-- Data to use follows --
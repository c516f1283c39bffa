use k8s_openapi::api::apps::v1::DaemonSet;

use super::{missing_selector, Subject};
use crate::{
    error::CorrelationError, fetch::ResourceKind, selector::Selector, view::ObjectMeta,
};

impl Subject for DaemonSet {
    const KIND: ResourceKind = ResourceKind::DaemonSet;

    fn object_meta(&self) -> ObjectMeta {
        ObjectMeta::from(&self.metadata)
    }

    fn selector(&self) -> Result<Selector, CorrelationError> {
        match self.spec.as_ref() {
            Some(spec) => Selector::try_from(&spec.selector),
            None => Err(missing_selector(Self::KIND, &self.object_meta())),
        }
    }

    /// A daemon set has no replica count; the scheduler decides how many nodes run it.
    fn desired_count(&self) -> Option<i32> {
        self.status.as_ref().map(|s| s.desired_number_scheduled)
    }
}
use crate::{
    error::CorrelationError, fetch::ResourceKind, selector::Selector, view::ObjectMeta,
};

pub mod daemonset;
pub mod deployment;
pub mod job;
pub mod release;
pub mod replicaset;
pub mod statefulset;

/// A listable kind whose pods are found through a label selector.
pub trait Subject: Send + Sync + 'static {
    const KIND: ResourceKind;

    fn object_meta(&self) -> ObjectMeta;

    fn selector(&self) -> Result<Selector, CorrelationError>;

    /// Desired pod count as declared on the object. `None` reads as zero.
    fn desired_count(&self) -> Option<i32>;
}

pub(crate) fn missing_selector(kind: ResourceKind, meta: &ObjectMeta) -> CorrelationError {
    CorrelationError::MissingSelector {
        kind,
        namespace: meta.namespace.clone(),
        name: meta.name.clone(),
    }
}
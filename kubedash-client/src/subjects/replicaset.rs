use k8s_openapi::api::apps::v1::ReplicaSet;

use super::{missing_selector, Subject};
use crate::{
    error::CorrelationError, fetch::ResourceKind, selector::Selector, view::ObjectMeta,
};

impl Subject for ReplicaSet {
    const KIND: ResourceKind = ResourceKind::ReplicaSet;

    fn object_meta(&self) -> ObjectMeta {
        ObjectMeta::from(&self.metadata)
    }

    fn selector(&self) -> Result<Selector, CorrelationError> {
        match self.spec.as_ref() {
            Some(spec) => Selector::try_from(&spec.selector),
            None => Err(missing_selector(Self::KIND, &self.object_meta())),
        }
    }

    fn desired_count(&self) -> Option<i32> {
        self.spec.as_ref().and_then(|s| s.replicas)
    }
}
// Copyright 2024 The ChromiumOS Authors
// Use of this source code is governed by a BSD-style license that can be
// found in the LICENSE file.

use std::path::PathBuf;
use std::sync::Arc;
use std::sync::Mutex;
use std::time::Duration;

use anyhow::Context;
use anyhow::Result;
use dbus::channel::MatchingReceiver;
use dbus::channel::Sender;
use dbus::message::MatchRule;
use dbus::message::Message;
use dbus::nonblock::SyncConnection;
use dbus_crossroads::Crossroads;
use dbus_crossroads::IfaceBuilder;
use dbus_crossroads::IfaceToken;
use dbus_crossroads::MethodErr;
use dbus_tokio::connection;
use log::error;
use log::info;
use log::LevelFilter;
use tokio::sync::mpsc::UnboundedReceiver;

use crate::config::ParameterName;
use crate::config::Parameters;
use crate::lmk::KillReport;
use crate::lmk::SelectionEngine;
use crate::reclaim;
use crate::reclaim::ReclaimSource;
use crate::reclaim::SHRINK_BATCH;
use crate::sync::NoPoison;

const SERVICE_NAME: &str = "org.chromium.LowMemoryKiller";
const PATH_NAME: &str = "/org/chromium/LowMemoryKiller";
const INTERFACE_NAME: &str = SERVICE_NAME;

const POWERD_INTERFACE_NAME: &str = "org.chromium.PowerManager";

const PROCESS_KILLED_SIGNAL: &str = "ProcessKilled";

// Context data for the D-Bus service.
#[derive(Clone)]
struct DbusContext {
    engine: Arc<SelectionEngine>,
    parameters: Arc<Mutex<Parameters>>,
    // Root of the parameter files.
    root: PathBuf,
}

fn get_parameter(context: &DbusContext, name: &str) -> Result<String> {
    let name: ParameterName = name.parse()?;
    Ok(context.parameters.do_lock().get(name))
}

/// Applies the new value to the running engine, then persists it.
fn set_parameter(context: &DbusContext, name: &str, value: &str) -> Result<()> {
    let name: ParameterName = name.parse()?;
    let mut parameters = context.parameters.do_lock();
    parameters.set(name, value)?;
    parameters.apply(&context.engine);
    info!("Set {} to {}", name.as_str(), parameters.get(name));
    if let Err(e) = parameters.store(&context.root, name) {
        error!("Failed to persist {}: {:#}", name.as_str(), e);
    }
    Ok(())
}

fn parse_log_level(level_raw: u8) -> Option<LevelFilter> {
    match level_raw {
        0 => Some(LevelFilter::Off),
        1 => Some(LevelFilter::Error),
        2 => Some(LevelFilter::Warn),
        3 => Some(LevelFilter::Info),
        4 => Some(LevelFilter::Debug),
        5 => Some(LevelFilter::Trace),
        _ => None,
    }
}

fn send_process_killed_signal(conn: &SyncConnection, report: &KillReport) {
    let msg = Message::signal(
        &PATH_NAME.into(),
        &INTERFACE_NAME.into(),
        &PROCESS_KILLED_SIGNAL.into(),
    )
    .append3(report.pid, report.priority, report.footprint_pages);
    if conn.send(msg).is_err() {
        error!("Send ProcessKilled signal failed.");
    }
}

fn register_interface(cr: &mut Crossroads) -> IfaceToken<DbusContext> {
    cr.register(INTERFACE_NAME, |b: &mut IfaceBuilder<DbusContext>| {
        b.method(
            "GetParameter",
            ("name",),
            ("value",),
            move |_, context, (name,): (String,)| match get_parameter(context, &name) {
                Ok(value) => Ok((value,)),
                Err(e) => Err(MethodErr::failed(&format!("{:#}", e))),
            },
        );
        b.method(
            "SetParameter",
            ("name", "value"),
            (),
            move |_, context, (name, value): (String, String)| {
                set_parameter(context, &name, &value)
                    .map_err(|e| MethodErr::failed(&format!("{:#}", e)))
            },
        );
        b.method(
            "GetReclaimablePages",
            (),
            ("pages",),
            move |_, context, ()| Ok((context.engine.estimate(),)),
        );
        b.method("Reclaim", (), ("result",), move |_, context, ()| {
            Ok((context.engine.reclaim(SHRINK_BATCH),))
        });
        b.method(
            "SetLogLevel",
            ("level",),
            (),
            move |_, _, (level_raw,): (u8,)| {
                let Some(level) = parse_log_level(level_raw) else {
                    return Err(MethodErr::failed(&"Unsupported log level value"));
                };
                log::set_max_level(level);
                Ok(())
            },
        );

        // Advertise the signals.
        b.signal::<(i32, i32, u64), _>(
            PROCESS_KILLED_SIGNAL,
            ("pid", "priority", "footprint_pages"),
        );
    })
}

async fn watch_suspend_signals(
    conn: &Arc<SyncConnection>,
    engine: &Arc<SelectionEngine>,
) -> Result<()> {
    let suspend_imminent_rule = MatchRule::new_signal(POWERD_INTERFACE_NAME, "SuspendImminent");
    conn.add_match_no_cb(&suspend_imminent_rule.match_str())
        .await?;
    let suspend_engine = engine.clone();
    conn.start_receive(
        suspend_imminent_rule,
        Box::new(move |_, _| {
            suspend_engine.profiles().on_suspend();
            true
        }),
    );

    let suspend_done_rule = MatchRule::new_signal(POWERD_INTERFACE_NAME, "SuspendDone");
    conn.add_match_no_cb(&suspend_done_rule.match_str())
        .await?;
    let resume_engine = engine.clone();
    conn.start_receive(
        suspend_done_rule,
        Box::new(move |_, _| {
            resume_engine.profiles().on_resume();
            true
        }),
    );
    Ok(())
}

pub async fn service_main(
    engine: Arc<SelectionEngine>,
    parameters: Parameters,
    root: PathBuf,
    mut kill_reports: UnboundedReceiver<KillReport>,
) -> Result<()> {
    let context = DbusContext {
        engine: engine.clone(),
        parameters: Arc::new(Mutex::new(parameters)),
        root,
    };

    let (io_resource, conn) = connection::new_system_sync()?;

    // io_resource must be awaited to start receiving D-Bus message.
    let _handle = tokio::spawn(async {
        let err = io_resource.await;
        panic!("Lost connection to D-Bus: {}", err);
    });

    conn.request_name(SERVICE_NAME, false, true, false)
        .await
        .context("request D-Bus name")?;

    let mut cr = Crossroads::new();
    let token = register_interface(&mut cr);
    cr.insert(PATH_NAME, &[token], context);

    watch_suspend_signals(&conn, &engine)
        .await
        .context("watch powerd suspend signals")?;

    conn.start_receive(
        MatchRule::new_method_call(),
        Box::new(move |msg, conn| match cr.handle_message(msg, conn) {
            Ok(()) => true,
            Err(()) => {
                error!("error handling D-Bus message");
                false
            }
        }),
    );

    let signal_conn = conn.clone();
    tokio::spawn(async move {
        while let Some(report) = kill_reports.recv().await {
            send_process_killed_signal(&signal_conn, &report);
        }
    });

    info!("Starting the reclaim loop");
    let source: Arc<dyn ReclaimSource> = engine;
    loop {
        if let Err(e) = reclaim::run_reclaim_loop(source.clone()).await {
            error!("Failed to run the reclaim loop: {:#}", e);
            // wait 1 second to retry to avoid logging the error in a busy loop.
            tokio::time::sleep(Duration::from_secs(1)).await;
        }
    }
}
-- Data to use concluded --
Each line from the first line of the entries up to and including the line containing "fn selector(&self) -> Result<Selector, CorrelationError>;" should be transcribed exactly, with all other lines left out.

Answer to this task.
repository c516f1283c39bffa
use k8s_openapi::api::apps::v1::DaemonSet;

use super::{missing_selector, Subject};
use crate::{
    error::CorrelationError, fetch::ResourceKind, selector::Selector, view::ObjectMeta,
};

impl Subject for DaemonSet {
    const KIND: ResourceKind = ResourceKind::DaemonSet;

    fn object_meta(&self) -> ObjectMeta {
        ObjectMeta::from(&self.metadata)
    }

    fn selector(&self) -> Result<Selector, CorrelationError> {
        match self.spec.as_ref() {
            Some(spec) => Selector::try_from(&spec.selector),
            None => Err(missing_selector(Self::KIND, &self.object_meta())),
        }
    }

    /// A daemon set has no replica count; the scheduler decides how many nodes run it.
    fn desired_count(&self) -> Option<i32> {
        self.status.as_ref().map(|s| s.desired_number_scheduled)
    }
}
use crate::{
    error::CorrelationError, fetch::ResourceKind, selector::Selector, view::ObjectMeta,
};

pub mod daemonset;
pub mod deployment;
pub mod job;
pub mod release;
pub mod replicaset;
pub mod statefulset;

/// A listable kind whose pods are found through a label selector.
pub trait Subject: Send + Sync + 'static {
    const KIND: ResourceKind;

    fn object_meta(&self) -> ObjectMeta;

    fn selector(&self) -> Result<Selector, CorrelationError>;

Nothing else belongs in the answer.